While Bill tended to everything outside, our butler, Albert, was the head of our forces inside. Being a butler rather than a handyman, my mother insisted that Albert wear a pressed suit everyday that he was on duty at our house (although she did force Bill to wear one aswell whenever he was to be seen driving us around). Albert lived in a guest bedroom on the second floor of our home, while my mother and I occupied the third. If ever my mom or I needed something and we were simply too lazy to go get it ourselves- which turned out to be most of the time- Albert would be the one beckoned to run and fetch it. Albert did not look to me like a traditional butler, as he was only in his mid to late forties and never talked in that slow drawl that most butlers usually adopted as if to say, “I am ready to serve you, but I am not particularly concerned if you are pleased with my quality of service.” Albert usually tried his hardest to make sure that everyone was content, and I am not going to lie; he did a pretty good job.

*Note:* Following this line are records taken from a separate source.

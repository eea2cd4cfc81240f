//! Region discovery and the credential chain.
//!
//! Region priority: explicit flag/config value, then `AWS_REGION`, then
//! the ECS container metadata file, then the SDK's default provider chain
//! (which consults the instance metadata service). Local mode skips the
//! metadata-backed fallbacks entirely.

use std::env;

use aws_config::BehaviorVersion;
use aws_config::sts::AssumeRoleProvider;
use aws_credential_types::provider::SharedCredentialsProvider;

use crate::error::BackendError;

/// Resolve the region to upload to.
///
/// `configured` carries the CLI/config value and wins outright. Returns
/// [`BackendError::NoRegion`] when nothing yields a region.
pub async fn resolve_region(configured: &str, local_mode: bool) -> Result<String, BackendError> {
    if !configured.is_empty() {
        tracing::debug!(region = %configured, "using region from command line / config file");
        return Ok(configured.to_string());
    }

    if let Ok(region) = env::var("AWS_REGION") {
        if !region.is_empty() {
            tracing::debug!(region = %region, "using region from environment");
            return Ok(region);
        }
    }

    if let Some(region) = region_from_ecs_metadata() {
        tracing::debug!(region = %region, "using region from ECS metadata file");
        return Ok(region);
    }

    if !local_mode {
        let shared = aws_config::defaults(BehaviorVersion::latest()).load().await;
        if let Some(region) = shared.region() {
            tracing::debug!(region = %region, "using region from default provider chain");
            return Ok(region.to_string());
        }
    }

    Err(BackendError::NoRegion)
}

/// Region from the ECS container metadata file, when enabled.
///
/// The file's `TaskARN` field embeds the region as the fourth ARN
/// component: `arn:aws:ecs:us-west-2:...`.
fn region_from_ecs_metadata() -> Option<String> {
    let enabled = env::var("ECS_ENABLE_CONTAINER_METADATA").unwrap_or_default();
    if !enabled.eq_ignore_ascii_case("true") {
        return None;
    }

    let path = env::var("ECS_CONTAINER_METADATA_FILE").ok()?;
    let contents = match std::fs::read_to_string(&path) {
        Ok(contents) => contents,
        Err(e) => {
            tracing::error!(path = %path, error = %e, "unable to open ECS metadata file");
            return None;
        }
    };

    let metadata: serde_json::Value = match serde_json::from_str(&contents) {
        Ok(value) => value,
        Err(e) => {
            tracing::error!(error = %e, "unable to read ECS metadata file contents");
            return None;
        }
    };

    let task_arn = metadata.get("TaskARN")?.as_str()?;
    region_from_task_arn(task_arn)
}

fn region_from_task_arn(arn: &str) -> Option<String> {
    let region = arn.split(':').nth(3)?;
    if region.is_empty() {
        None
    } else {
        Some(region.to_string())
    }
}

/// Build the credential provider shared by the uploader and the proxy.
///
/// Without a role ARN this is the SDK default chain. With one, STS
/// assume-role credentials are layered on top, scoped to the target
/// region so the regional STS endpoint is used.
pub async fn build_credentials(role_arn: &str, region: &str) -> SharedCredentialsProvider {
    let base = aws_config::defaults(BehaviorVersion::latest())
        .region(aws_config::Region::new(region.to_string()))
        .load()
        .await;

    if role_arn.is_empty() {
        return base
            .credentials_provider()
            .unwrap_or_else(|| SharedCredentialsProvider::new(
                aws_credential_types::Credentials::new("", "", None, None, "missing"),
            ));
    }

    tracing::info!(role_arn = %role_arn, region = %region, "assuming role for uploads");
    let provider = AssumeRoleProvider::builder(role_arn)
        .region(aws_config::Region::new(region.to_string()))
        .session_name("xrelay")
        .configure(&base)
        .build()
        .await;
    SharedCredentialsProvider::new(provider)
}
//! Batch processor pump.
//!
//! A single task drains the segment ring into a growing batch and seals
//! it on one of three triggers:
//!
//! - the batch reached its size limit ("complete batch"),
//! - the buffer pool ran dry ("pool pressure"); buffers must get back
//!   to the receivers quickly,
//! - the idle timer fired with data pending ("partial batch").
//!
//! Sealing copies every payload into an owned string, returns the
//! buffers, and pushes the document vector onto the bounded batch queue.
//! A full batch queue displaces its oldest batch, mirroring the ring.

use std::sync::Arc;
use std::time::Duration;

use tokio::time::Instant;

use xrelay_protocol::{BufferPool, Segment, SegmentRing, SpillQueue};
use xrelay_telemetry::TelemetryState;

/// Batch processor tuning.
#[derive(Debug, Clone)]
pub struct ProcessorConfig {
    /// Segments per sealed batch.
    pub batch_size: usize,

    /// Idle time before a partial batch is sealed.
    pub idle_timeout: Duration,

    /// Sealed batches buffered ahead of the uploader workers.
    pub queue_size: usize,
}

impl Default for ProcessorConfig {
    fn default() -> Self {
        Self {
            batch_size: 50,
            idle_timeout: Duration::from_secs(1),
            queue_size: 20,
        }
    }
}

/// The pump between the segment ring and the uploader workers.
pub struct BatchProcessor {
    config: ProcessorConfig,
    ring: Arc<SegmentRing>,
    pool: Arc<BufferPool>,
    batches: Arc<SpillQueue<Vec<String>>>,
    telemetry: Arc<TelemetryState>,
}

impl BatchProcessor {
    /// Create the pump. Batch size is capped at the pool size so a batch
    /// can never pin more buffers than exist.
    pub fn new(
        config: ProcessorConfig,
        ring: Arc<SegmentRing>,
        pool: Arc<BufferPool>,
        batches: Arc<SpillQueue<Vec<String>>>,
        telemetry: Arc<TelemetryState>,
    ) -> Self {
        let mut config = config;
        config.batch_size = config.batch_size.min(pool.capacity()).max(1);
        tracing::debug!(batch_size = config.batch_size, "batch processor configured");
        Self {
            config,
            ring,
            pool,
            batches,
            telemetry,
        }
    }

    /// Drain the ring until it is closed and empty, then seal the
    /// remainder and close the batch queue.
    pub async fn run(self) {
        let mut batch: Vec<Segment> = Vec::with_capacity(self.config.batch_size);

        let idle = tokio::time::sleep(self.config.idle_timeout);
        tokio::pin!(idle);

        loop {
            tokio::select! {
                segment = self.ring.pop() => {
                    let Some(segment) = segment else { break };
                    batch.push(segment);

                    if batch.len() >= self.config.batch_size {
                        tracing::debug!("sealing complete batch");
                        self.seal(&mut batch);
                        idle.as_mut().reset(Instant::now() + self.config.idle_timeout);
                    } else if self.pool.available() == 0 {
                        tracing::debug!("sealing partial batch due to pool pressure");
                        self.seal(&mut batch);
                        idle.as_mut().reset(Instant::now() + self.config.idle_timeout);
                    }
                }
                _ = idle.as_mut() => {
                    if !batch.is_empty() {
                        tracing::debug!("sealing partial batch on idle timeout");
                        self.seal(&mut batch);
                    }
                    idle.as_mut().reset(Instant::now() + self.config.idle_timeout);
                }
            }
        }

        if !batch.is_empty() {
            self.seal(&mut batch);
        }
        self.batches.close();
        tracing::debug!("batch processor done");
    }

    /// Copy payloads out, return buffers, and enqueue the batch with
    /// displace-oldest overflow.
    fn seal(&self, batch: &mut Vec<Segment>) {
        let mut documents = Vec::with_capacity(batch.len());
        for segment in batch.drain(..) {
            documents.push(segment.body_string());
            self.pool.release(segment.into_buf());
        }

        match self.batches.push(documents) {
            Ok(Some(displaced)) => {
                self.telemetry.segment_spilled(displaced.len() as u64);
                tracing::warn!(count = displaced.len(), "spilling over segments, batch queue full");
            }
            Ok(None) => {}
            Err(_) => {
                // Sealing happens before the queue closes; nothing to do
                // beyond noting the bug.
                tracing::error!("batch queue closed before processor finished");
            }
        }
    }
}

#[cfg(test)]
#[path = "processor_test.rs"]
mod processor_test;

Corona was by far the most interesting character in our house. A woman of Latino descent, Corona had immigrated to America with her parents at the age of ten, and had immediately begun working many small jobs to keep her family afloat. Corona came to work for my mother and father shortly after they became married, barely understanding any English prior to this employment. My parents worked with her tirelessly before I was born to teach her as much of their language as they could, and when I was about a year old, my dad hired a tutor to assist Corona in studying for the American Citizenship Test. Dad also provided her with paid leave until she had successfully passed the test, at which point she continued her work for my family. Corona had moved her parents up from a small border town in southern California to Los Angeles in their old age to take care of them. Corona rented a small apartment in which she kept her parents. Corona would return home every evening and journey back to our house every morning. While most people who I ever came in contact with would shy away from me and treat me almost as if I were a god, Corona was the one person who was not afraid to dish out some form of punishment to me, always recalling stories of her days in Mexico and the hardships she suffered. I quickly learned that whenever Corona was present I must be on my best behaviour. While my mom did not insist on any specific attire for our cleaning lady, Corona always wore the same blue apron and plaid hairband everyday. This hairband ended up covering the majority of Corona’s head, and I could not remember one time when I had seen her without this piece of cloth tied around it, leading me to believe she had a bald spot or something to that extent.